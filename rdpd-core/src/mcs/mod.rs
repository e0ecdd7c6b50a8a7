//! T.125 MCS domain layer.
//!
//! Owns the connect handshake (BER Connect-Initial / Connect-Response),
//! the attach-user and channel-join exchange, and the PER framing of
//! Send-Data-Request / Send-Data-Indication that carries everything else.
//!
//! ```text
//!  AwaitConnectInitial ──► SendConnectResponse ──► AwaitErectDomainRequest
//!                                                          │
//!  AwaitChannelJoinRequests ◄── SendAttachUserConfirm ◄── AwaitAttachUserRequest
//!           │ (first Send-Data-Request)
//!           ▼
//!      Established
//! ```

pub mod ber;
pub mod per;

use tracing::{debug, info, warn};

use crate::error::{RdpError, Result};
use crate::iso::IsoLayer;
use crate::stream::{Layer, WireBuffer};

// ── Constants ────────────────────────────────────────────────────

/// The I/O channel every client joins.
pub const GLOBAL_CHANNEL_ID: u16 = 1003;
/// User ids are channel ids relative to this base.
pub const USER_CHANNEL_BASE: u16 = 1001;
pub const MAX_STATIC_CHANNELS: usize = 31;
/// Bound on the Connect-Initial `userData` octet string.
pub const MAX_USER_DATA_LEN: usize = 16384;
/// Worst-case Send-Data-Indication header: opcode, initiator, channel,
/// flags and a two-byte PER length.
pub const SDIN_HEADER_SIZE: usize = 8;

const SEND_DATA_FLAGS: u8 = 0x70;

/// `DomainMCSPDU` choice indices (T.125 annex A).
#[derive(Debug, Clone, Copy, PartialEq, Eq)]
#[repr(u8)]
pub enum DomainPdu {
    ErectDomainRequest = 1,
    DisconnectProviderUltimatum = 8,
    AttachUserRequest = 10,
    AttachUserConfirm = 11,
    ChannelJoinRequest = 14,
    ChannelJoinConfirm = 15,
    SendDataRequest = 25,
    SendDataIndication = 26,
}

**Problem statement:** With nothing added or dropped, write out every entry.

**Answer box:**
filename rdpd-core/src/mcs/mod.rs
repository e0ecdd7c6b50a8a7
//! T.125 MCS domain layer.
//!
//! Owns the connect handshake (BER Connect-Initial / Connect-Response),
//! the attach-user and channel-join exchange, and the PER framing of
//! Send-Data-Request / Send-Data-Indication that carries everything else.
//!
//! ```text
//!  AwaitConnectInitial ──► SendConnectResponse ──► AwaitErectDomainRequest
//!                                                          │
//!  AwaitChannelJoinRequests ◄── SendAttachUserConfirm ◄── AwaitAttachUserRequest
//!           │ (first Send-Data-Request)
//!           ▼
//!      Established
//! ```

pub mod ber;
pub mod per;

use tracing::{debug, info, warn};

use crate::error::{RdpError, Result};
use crate::iso::IsoLayer;
use crate::stream::{Layer, WireBuffer};

// ── Constants ────────────────────────────────────────────────────

/// The I/O channel every client joins.
pub const GLOBAL_CHANNEL_ID: u16 = 1003;
/// User ids are channel ids relative to this base.
pub const USER_CHANNEL_BASE: u16 = 1001;
pub const MAX_STATIC_CHANNELS: usize = 31;
/// Bound on the Connect-Initial `userData` octet string.
pub const MAX_USER_DATA_LEN: usize = 16384;
/// Worst-case Send-Data-Indication header: opcode, initiator, channel,
/// flags and a two-byte PER length.
pub const SDIN_HEADER_SIZE: usize = 8;

const SEND_DATA_FLAGS: u8 = 0x70;

/// `DomainMCSPDU` choice indices (T.125 annex A).
#[derive(Debug, Clone, Copy, PartialEq, Eq)]
#[repr(u8)]
pub enum DomainPdu {
    ErectDomainRequest = 1,
    DisconnectProviderUltimatum = 8,
    AttachUserRequest = 10,
    AttachUserConfirm = 11,
    ChannelJoinRequest = 14,
    ChannelJoinConfirm = 15,
    SendDataRequest = 25,
    SendDataIndication = 26,
}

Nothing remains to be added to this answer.